И еще одно обстоятельство волей моею тогда двигало: не мог я дороховского крика забыть. В ушах он у меня звучал: «С шестнадцати шагов!..»
Не мог простить жестокости этой. Шестнадцать шагов – либо верная смерть, либо верное увечье.
Вот потому-то я сразу же, не раздумывая, возвращаю ему пощечину. С той лишь разницей, что я и вправду на спор подковы гнул и в данном случае силы не сдерживал.
Отлетел он шага на три от моего внезапного ответа. Вскочил, почему-то отряхнулся сначала. И как-то странно – потрясенно, что ли? – молчал при этом.

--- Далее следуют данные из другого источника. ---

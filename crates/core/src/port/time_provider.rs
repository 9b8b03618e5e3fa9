// Time Provider Port (for testability)

/// Time provider interface (allows mocking in tests)
pub trait TimeProvider: Send + Sync {
    /// Get current time in milliseconds since epoch
    fn now_millis(&self) -> i64;
}

/// System time provider (production)
pub struct SystemTimeProvider;

impl TimeProvider for SystemTimeProvider {
    fn now_millis(&self) -> i64 {
        chrono::Utc::now().timestamp_millis()
    }
}

/// Fixed clock for tests; `advance` moves it forward
pub struct ManualTimeProvider {
    now: std::sync::atomic::AtomicI64,
}

impl ManualTimeProvider {
    pub fn new(start_millis: i64) -> Self {
        Self {
            now: std::sync::atomic::AtomicI64::new(start_millis),
        }
    }

    pub fn advance(&self, millis: i64) {
        self.now
            .fetch_add(millis, std::sync::atomic::Ordering::SeqCst);
    }
}

impl TimeProvider for ManualTimeProvider {
    fn now_millis(&self) -> i64 {
        self.now.load(std::sync::atomic::Ordering::SeqCst)
    }
}
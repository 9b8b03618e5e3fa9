// Central Error Type for the Application

use thiserror::Error;

use crate::domain::DomainError;

/// Application-level error type
#[derive(Error, Debug)]
pub enum AppError {
    #[error("Validation error: {0}")]
    Validation(String),

    #[error("Command already exists: {0}")]
    DuplicateName(String),

    #[error("Not found: {0}")]
    NotFound(String),

    #[error("Invalid directory: {0}")]
    InvalidDirectory(String),

    #[error("Database error: {0}")]
    Database(String),

    #[error("Serialization error: {0}")]
    Serialization(#[from] serde_json::Error),

    #[error("Configuration error: {0}")]
    Config(String),

    #[error("Invalid state: {0}")]
    InvalidState(String),
}

/// Result type alias using AppError
pub type Result<T> = std::result::Result<T, AppError>;

impl From<DomainError> for AppError {
    fn from(err: DomainError) -> Self {
        match err {
            DomainError::Validation(msg) => AppError::Validation(msg),
            err @ DomainError::InvalidStateTransition { .. } => {
                AppError::InvalidState(err.to_string())
            }
        }
    }
}

// Note: sqlx::Error conversion is handled in infra-sqlite crate
// by mapping to AppError::Database / AppError::DuplicateName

– Ваши секунданты всегда найдут меня, сударь. Проще всего – в фехтовальном зале.
Поклонился я ему и пошел к своей лошади, не оглядываясь.

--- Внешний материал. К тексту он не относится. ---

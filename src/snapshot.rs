//! Standalone per-charger solar estimate from the latest weather reading
//! alone. This is the fallback when a charger has no microgrid profile to
//! allocate from.

use crate::{
    charger::{Charger, ChargerId},
    clock::Clock,
    irradiance::cloud_band_efficiency,
    prelude::*,
    quantity::{Kilowatts, Percent},
    weather::{CloudCover, WeatherSample, latest_per_charger},
};

#[derive(Clone, Copy, Debug, serde::Serialize)]
pub struct SnapshotEstimate {
    pub charger_id: ChargerId,
    pub clouds: CloudCover,

    /// Banded cloud-curve efficiency at the sample's local hour.
    pub efficiency: Percent,

    pub solar_power: Kilowatts,
    pub grid_power: Kilowatts,
    pub residual_solar: Kilowatts,
}

/// Estimate every sampled charger's solar/grid mix from its latest weather
/// reading. Chargers without any sample are skipped.
#[instrument(skip_all, fields(n_chargers = chargers.len()))]
pub fn estimate_from_weather(
    clock: &Clock,
    chargers: &[Charger],
    weather: &[WeatherSample],
) -> Vec<SnapshotEstimate> {
    let latest = latest_per_charger(weather);
    chargers
        .iter()
        .filter_map(|charger| {
            let sample = latest.get(&charger.id).copied().or_else(|| {
                debug!(charger_id = %charger.id, "no weather sample, skipping");
                None
            })?;
            let hour = clock.slot(sample.taken_at).hour;
            let efficiency = cloud_band_efficiency(sample.clouds, hour);
            let solar_power = charger.power * (efficiency.0 / 100.0);
            Some(SnapshotEstimate {
                charger_id: charger.id,
                clouds: sample.clouds,
                efficiency,
                solar_power,
                grid_power: (charger.power - solar_power).max(Kilowatts::ZERO),
                residual_solar: (solar_power - charger.power).max(Kilowatts::ZERO),
            })
        })
        .collect()
}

21 мая. Кстати, день рождения моего
Начался он совсем невесело: матушка депешу прислала, что отец у моего Савки помер. На похороны он, естественно, не успевал, на девять дней тоже, но к сороковинам поспеть мог. И я ему все бумаги выправил, подорожную оплатил, денег с собой дал да и отправил в Псковскую губернию.

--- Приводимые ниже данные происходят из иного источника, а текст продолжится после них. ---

//! Route-aware eco-score ranking: scores every in-radius charger against
//! every route waypoint and keeps the globally best few.

use std::{cmp::Reverse, collections::HashSet};

use bon::Builder;
use enumset::EnumSet;
use ordered_float::OrderedFloat;

use crate::{
    charger::{Charger, ChargerId, PlugType},
    geo::{Coordinate, distance_km},
    prelude::*,
    quantity::Kilometers,
    route::RouteWaypoint,
};

/// Size of the returned ranking.
pub const TOP_K: usize = 5;

/// ETA penalty steps, in minutes-to-arrive: above each threshold, the solar
/// score is divided by the paired factor.
const ETA_PENALTIES: [(f64, f64); 3] = [(45.0, 4.0), (30.0, 3.0), (15.0, 2.0)];

#[derive(Builder, Clone, Debug)]
pub struct RankingRequest {
    /// The user's current position. All radius filtering is relative to the
    /// origin, not to the individual waypoints.
    pub origin: Coordinate,

    /// Search radius around the origin.
    pub radius: Kilometers,

    /// Weight of the travel (detour) score. The three weights are caller
    /// multipliers and are not required to sum to one.
    pub derouting_weight: f64,

    pub availability_weight: f64,
    pub sustainability_weight: f64,

    /// When non-empty, candidates must offer at least one of these plugs.
    #[builder(default)]
    pub plug_filter: EnumSet<PlugType>,
}

#[derive(Clone, Debug, serde::Serialize)]
pub struct RankedCharger {
    pub charger_id: ChargerId,
    pub name: String,
    pub coordinate: Coordinate,
    pub eco_score: f64,
    pub travel_score: f64,
    pub solar_score: f64,
    pub availability: f64,
    pub distance: Kilometers,

    /// Travel distance standing in for an arrival estimate.
    pub minutes_to_arrive: f64,
}

struct Candidate<'a> {
    charger: &'a Charger,
    coordinate: Coordinate,
    travel_to: Kilometers,
}

/// Rank the candidate chargers against the route and return the top
/// [`TOP_K`] by eco score, deduplicated by display name.
///
/// The waypoint sweep is O(waypoints × chargers) with no spatial index,
/// which is fine at the intended scale (≤ 15 waypoints, low hundreds of
/// candidates).
#[instrument(
    skip_all,
    fields(radius = %request.radius, n_waypoints = waypoints.len(), n_chargers = chargers.len()),
)]
pub fn rank_chargers(
    request: &RankingRequest,
    waypoints: &[RouteWaypoint],
    chargers: &[Charger],
) -> Result<Vec<RankedCharger>> {
    ensure!(
        request.origin.latitude.is_finite() && request.origin.longitude.is_finite(),
        "the origin coordinate must be finite",
    );
    ensure!(
        request.radius.0.is_finite() && request.radius.0 >= 0.0,
        "the search radius must be non-negative, got {}",
        request.radius,
    );

    // The origin is fixed for the whole call, so the in-radius set and the
    // per-call normalizers do not change between waypoints:
    let candidates: Vec<Candidate<'_>> = chargers
        .iter()
        .filter(|charger| {
            request.plug_filter.is_empty()
                || !(charger.plug_types & request.plug_filter).is_empty()
        })
        .filter_map(|charger| {
            let coordinate = charger.coordinate()?;
            let travel_to = distance_km(request.origin, coordinate);
            (travel_to.0 <= request.radius.0).then_some(Candidate {
                charger,
                coordinate,
                travel_to,
            })
        })
        .collect();

    // Worst-case round trip observed this call:
    let farthest_point =
        candidates.iter().map(|candidate| candidate.travel_to).fold(Kilometers::ZERO, Kilometers::max)
            * 2.0;
    // Best solar percentage available in radius:
    let greenest =
        candidates.iter().map(|candidate| candidate.charger.solar_percentage().0).fold(0.0, f64::max);

    let mut pool = Vec::with_capacity(waypoints.len() * candidates.len());
    for waypoint in waypoints {
        for candidate in &candidates {
            pool.push(score_candidate(request, waypoints, waypoint, candidate, farthest_point, greenest));
        }
    }

    // First occurrence wins: distinct chargers sharing a display name are
    // merged into one listing.
    let mut seen = HashSet::new();
    let mut ranked: Vec<RankedCharger> =
        pool.into_iter().filter(|entry| seen.insert(entry.name.clone())).collect();
    ranked.sort_by_key(|entry| Reverse(OrderedFloat(entry.eco_score)));
    ranked.truncate(TOP_K);

    debug!(n_ranked = ranked.len(), "ranked");
    Ok(ranked)
}

fn score_candidate(
    request: &RankingRequest,
    waypoints: &[RouteWaypoint],
    waypoint: &RouteWaypoint,
    candidate: &Candidate<'_>,
    farthest_point: Kilometers,
    greenest: f64,
) -> RankedCharger {
    let travel_to = candidate.travel_to;

    // The cheapest continuation after the detour: back towards the next
    // waypoint, back towards the previous one, or retracing the approach.
    // A neighbor outside the route bounds contributes half the worst-case
    // round trip instead.
    let no_neighbor = farthest_point * 0.5;
    let towards = |index: Option<usize>| {
        index
            .and_then(|index| waypoints.get(index))
            .map_or(no_neighbor, |neighbor| distance_km(candidate.coordinate, neighbor.coordinate()))
    };
    let travel_back = towards(waypoint.index.checked_add(1))
        .min(towards(waypoint.index.checked_sub(1)))
        .min(travel_to);

    let travel_total = travel_to + travel_back;
    let travel_score = if farthest_point.0 > 0.0 {
        100.0 - travel_total.0 * 100.0 / farthest_point.0
    } else {
        // The only candidates sit exactly at the origin, so there is no
        // detour to penalize:
        100.0
    };

    let minutes_to_arrive = travel_to.0;
    let mut solar_score = if greenest > 0.0 {
        candidate.charger.solar_percentage().0 * 100.0 / greenest
    } else {
        0.0
    };
    if let Some((_, divisor)) =
        ETA_PENALTIES.iter().find(|(threshold, _)| minutes_to_arrive > *threshold)
    {
        solar_score /= divisor;
    }

    let availability = candidate.charger.availability();
    let eco_score = travel_score * request.derouting_weight
        + availability * request.availability_weight
        + solar_score * request.sustainability_weight;

    RankedCharger {
        charger_id: candidate.charger.id,
        name: candidate.charger.name.clone(),
        coordinate: candidate.coordinate,
        eco_score,
        travel_score,
        solar_score,
        availability,
        distance: travel_to,
        minutes_to_arrive,
    }
}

– Памяти отцовской поклонись за меня. И мамке нашей слезы оботри.
Знал я его отца Игната с детства, когда он мне и Савке свистульки из вербы делал. Хорошие свистульки, голосистые… Потом батюшка мой на оброк его во Псков отпустил – головастым был мужиком, грамоту сам осилил…
– Поцелуй мамку за меня.
Помахал Савке вослед и занялся своими делами.
Секундантом своим я майора Раевского попросил быть. Рассказал ему все обстоятельства, вызову предшествующие, ничего не утаив. Он выслушал молча, подумал, вздохнул.
– В словах ваших нисколько не сомневаюсь, но любопытно, по какой такой причине Дорохов столь долго ваши выходки терпел?
– Сам удивляюсь.
– Не похоже это на него, – продолжал размышлять майор. – Прощения прошу, одно на ум пока приходит.
– Что же именно?
– А то, прапорщик, что в вас он копию свою увидел. Себя – молодого, фанфаронистого и, пардон, не слишком умного.
– Нелестного же вы обо мне мнения, майор. Что ж, извините, что обеспокоил просьбой.
– Да перестаньте вы со мной-то фанфаронить, – вздохнул Раевский. – Коли б не сообразил я, что таким путем экстравагантным вы Пушкина прикрыть пытаетесь, а в результате за него же и под дороховский пистолет пойдете, так уж давно и разговору этого не было бы. Ну не нравитесь вы мне, Александр, что уж тут поделать. А Пушкину – нравитесь, стало быть, есть в вас что-то, мне пока недоступное. А потому – вот вам моя рука.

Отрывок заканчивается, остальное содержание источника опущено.